Material shown:
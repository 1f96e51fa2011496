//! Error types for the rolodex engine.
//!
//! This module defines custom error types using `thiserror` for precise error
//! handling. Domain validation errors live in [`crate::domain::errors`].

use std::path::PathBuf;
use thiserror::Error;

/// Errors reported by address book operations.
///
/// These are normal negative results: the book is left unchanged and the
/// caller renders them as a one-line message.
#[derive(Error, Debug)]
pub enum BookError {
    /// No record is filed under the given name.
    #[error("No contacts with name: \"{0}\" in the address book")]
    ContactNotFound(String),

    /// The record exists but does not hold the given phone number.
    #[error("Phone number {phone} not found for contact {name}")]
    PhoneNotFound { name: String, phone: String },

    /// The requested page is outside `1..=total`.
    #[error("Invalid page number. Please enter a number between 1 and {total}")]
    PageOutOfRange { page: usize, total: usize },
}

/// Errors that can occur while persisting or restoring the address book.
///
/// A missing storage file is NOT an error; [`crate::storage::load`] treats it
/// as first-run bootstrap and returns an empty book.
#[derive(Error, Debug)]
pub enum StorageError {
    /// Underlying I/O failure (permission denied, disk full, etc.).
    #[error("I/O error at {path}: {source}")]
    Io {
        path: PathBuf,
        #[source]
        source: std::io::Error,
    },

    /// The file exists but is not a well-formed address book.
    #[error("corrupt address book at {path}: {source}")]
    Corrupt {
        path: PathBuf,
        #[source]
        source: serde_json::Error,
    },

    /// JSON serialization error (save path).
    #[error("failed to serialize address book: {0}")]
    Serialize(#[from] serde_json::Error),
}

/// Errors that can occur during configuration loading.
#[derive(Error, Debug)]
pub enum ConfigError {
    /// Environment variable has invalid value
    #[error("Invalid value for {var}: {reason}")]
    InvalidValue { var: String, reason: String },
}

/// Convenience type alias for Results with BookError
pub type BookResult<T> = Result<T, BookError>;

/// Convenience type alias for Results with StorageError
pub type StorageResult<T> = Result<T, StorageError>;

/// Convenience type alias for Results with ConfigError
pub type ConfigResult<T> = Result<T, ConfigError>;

* * *

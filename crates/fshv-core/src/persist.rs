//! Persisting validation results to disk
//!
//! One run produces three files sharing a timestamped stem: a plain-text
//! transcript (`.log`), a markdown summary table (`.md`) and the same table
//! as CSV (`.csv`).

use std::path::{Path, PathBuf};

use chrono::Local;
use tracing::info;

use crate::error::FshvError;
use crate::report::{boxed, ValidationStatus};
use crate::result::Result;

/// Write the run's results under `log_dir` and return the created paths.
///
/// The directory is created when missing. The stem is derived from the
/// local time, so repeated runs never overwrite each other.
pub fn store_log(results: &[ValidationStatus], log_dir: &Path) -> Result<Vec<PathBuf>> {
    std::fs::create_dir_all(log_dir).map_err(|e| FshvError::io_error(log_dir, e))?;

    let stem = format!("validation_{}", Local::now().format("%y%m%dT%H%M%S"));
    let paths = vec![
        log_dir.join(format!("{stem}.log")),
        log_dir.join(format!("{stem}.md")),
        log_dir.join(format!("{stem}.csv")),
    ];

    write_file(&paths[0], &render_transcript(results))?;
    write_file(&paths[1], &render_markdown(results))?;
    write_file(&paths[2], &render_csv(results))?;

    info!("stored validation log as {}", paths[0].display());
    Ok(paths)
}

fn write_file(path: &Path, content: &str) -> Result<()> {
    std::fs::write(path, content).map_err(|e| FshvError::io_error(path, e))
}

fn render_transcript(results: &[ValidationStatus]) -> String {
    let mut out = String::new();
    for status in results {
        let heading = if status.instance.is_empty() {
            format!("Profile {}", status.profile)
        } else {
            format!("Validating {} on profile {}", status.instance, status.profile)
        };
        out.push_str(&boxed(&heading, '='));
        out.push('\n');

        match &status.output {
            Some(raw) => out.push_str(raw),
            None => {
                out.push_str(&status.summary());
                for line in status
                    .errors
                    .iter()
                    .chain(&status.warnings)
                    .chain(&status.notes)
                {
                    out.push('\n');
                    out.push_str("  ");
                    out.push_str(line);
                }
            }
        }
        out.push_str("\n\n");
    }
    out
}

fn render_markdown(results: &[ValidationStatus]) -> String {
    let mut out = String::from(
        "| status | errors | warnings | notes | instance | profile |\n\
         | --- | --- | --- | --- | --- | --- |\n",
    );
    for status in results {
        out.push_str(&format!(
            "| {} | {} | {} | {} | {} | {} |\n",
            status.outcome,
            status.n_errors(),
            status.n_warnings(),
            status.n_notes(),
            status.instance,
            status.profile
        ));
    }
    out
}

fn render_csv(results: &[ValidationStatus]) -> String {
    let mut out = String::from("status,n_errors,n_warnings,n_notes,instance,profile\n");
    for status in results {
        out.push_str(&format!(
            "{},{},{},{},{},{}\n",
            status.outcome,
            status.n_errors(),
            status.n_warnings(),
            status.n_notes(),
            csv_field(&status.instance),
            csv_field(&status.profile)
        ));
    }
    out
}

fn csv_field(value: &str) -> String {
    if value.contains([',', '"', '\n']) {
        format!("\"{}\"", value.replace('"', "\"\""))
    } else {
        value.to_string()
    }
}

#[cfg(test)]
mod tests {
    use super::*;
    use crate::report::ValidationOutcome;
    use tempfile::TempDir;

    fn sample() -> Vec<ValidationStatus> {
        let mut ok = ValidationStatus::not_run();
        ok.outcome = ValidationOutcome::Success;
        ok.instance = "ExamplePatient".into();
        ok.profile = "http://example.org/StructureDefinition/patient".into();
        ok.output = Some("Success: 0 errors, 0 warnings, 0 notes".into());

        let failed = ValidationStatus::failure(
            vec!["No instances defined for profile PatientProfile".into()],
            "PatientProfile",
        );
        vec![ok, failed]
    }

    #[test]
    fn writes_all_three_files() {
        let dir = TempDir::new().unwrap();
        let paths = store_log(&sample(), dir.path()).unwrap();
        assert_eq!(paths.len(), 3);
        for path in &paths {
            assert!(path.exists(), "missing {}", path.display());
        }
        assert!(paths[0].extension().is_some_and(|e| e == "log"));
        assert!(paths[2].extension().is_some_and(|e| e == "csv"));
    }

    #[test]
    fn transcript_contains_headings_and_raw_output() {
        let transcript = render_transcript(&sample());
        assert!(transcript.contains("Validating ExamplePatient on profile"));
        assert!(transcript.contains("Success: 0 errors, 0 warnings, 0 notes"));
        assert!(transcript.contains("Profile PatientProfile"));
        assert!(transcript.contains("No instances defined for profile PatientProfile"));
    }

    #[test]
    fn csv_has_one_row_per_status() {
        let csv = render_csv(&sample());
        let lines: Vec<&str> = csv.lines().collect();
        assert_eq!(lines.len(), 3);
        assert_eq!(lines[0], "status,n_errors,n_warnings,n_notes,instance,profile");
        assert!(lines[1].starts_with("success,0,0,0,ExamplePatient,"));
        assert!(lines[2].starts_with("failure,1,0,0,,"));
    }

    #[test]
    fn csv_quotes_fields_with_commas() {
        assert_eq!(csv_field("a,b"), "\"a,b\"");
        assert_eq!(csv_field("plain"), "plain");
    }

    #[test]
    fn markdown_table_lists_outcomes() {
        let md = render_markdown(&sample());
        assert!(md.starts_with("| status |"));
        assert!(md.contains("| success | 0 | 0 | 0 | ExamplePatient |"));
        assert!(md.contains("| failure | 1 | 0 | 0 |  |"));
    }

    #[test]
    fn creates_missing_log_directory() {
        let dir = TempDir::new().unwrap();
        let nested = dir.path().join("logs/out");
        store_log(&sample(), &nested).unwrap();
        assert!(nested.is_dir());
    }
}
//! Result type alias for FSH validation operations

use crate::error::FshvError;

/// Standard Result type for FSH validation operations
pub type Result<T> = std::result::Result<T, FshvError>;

Problem details: Considering only the material above, set down every line from the one with "repository 1f96e51fa2011496" to the one with "pub enum StorageError", inclusive, exactly as written.

Answer for this exercise:
repository 1f96e51fa2011496
//! Error types for the rolodex engine.
//!
//! This module defines custom error types using `thiserror` for precise error
//! handling. Domain validation errors live in [`crate::domain::errors`].

use std::path::PathBuf;
use thiserror::Error;

/// Errors reported by address book operations.
///
/// These are normal negative results: the book is left unchanged and the
/// caller renders them as a one-line message.
#[derive(Error, Debug)]
pub enum BookError {
    /// No record is filed under the given name.
    #[error("No contacts with name: \"{0}\" in the address book")]
    ContactNotFound(String),

    /// The record exists but does not hold the given phone number.
    #[error("Phone number {phone} not found for contact {name}")]
    PhoneNotFound { name: String, phone: String },

    /// The requested page is outside `1..=total`.
    #[error("Invalid page number. Please enter a number between 1 and {total}")]
    PageOutOfRange { page: usize, total: usize },
}

/// Errors that can occur while persisting or restoring the address book.
///
/// A missing storage file is NOT an error; [`crate::storage::load`] treats it
/// as first-run bootstrap and returns an empty book.
#[derive(Error, Debug)]
pub enum StorageError {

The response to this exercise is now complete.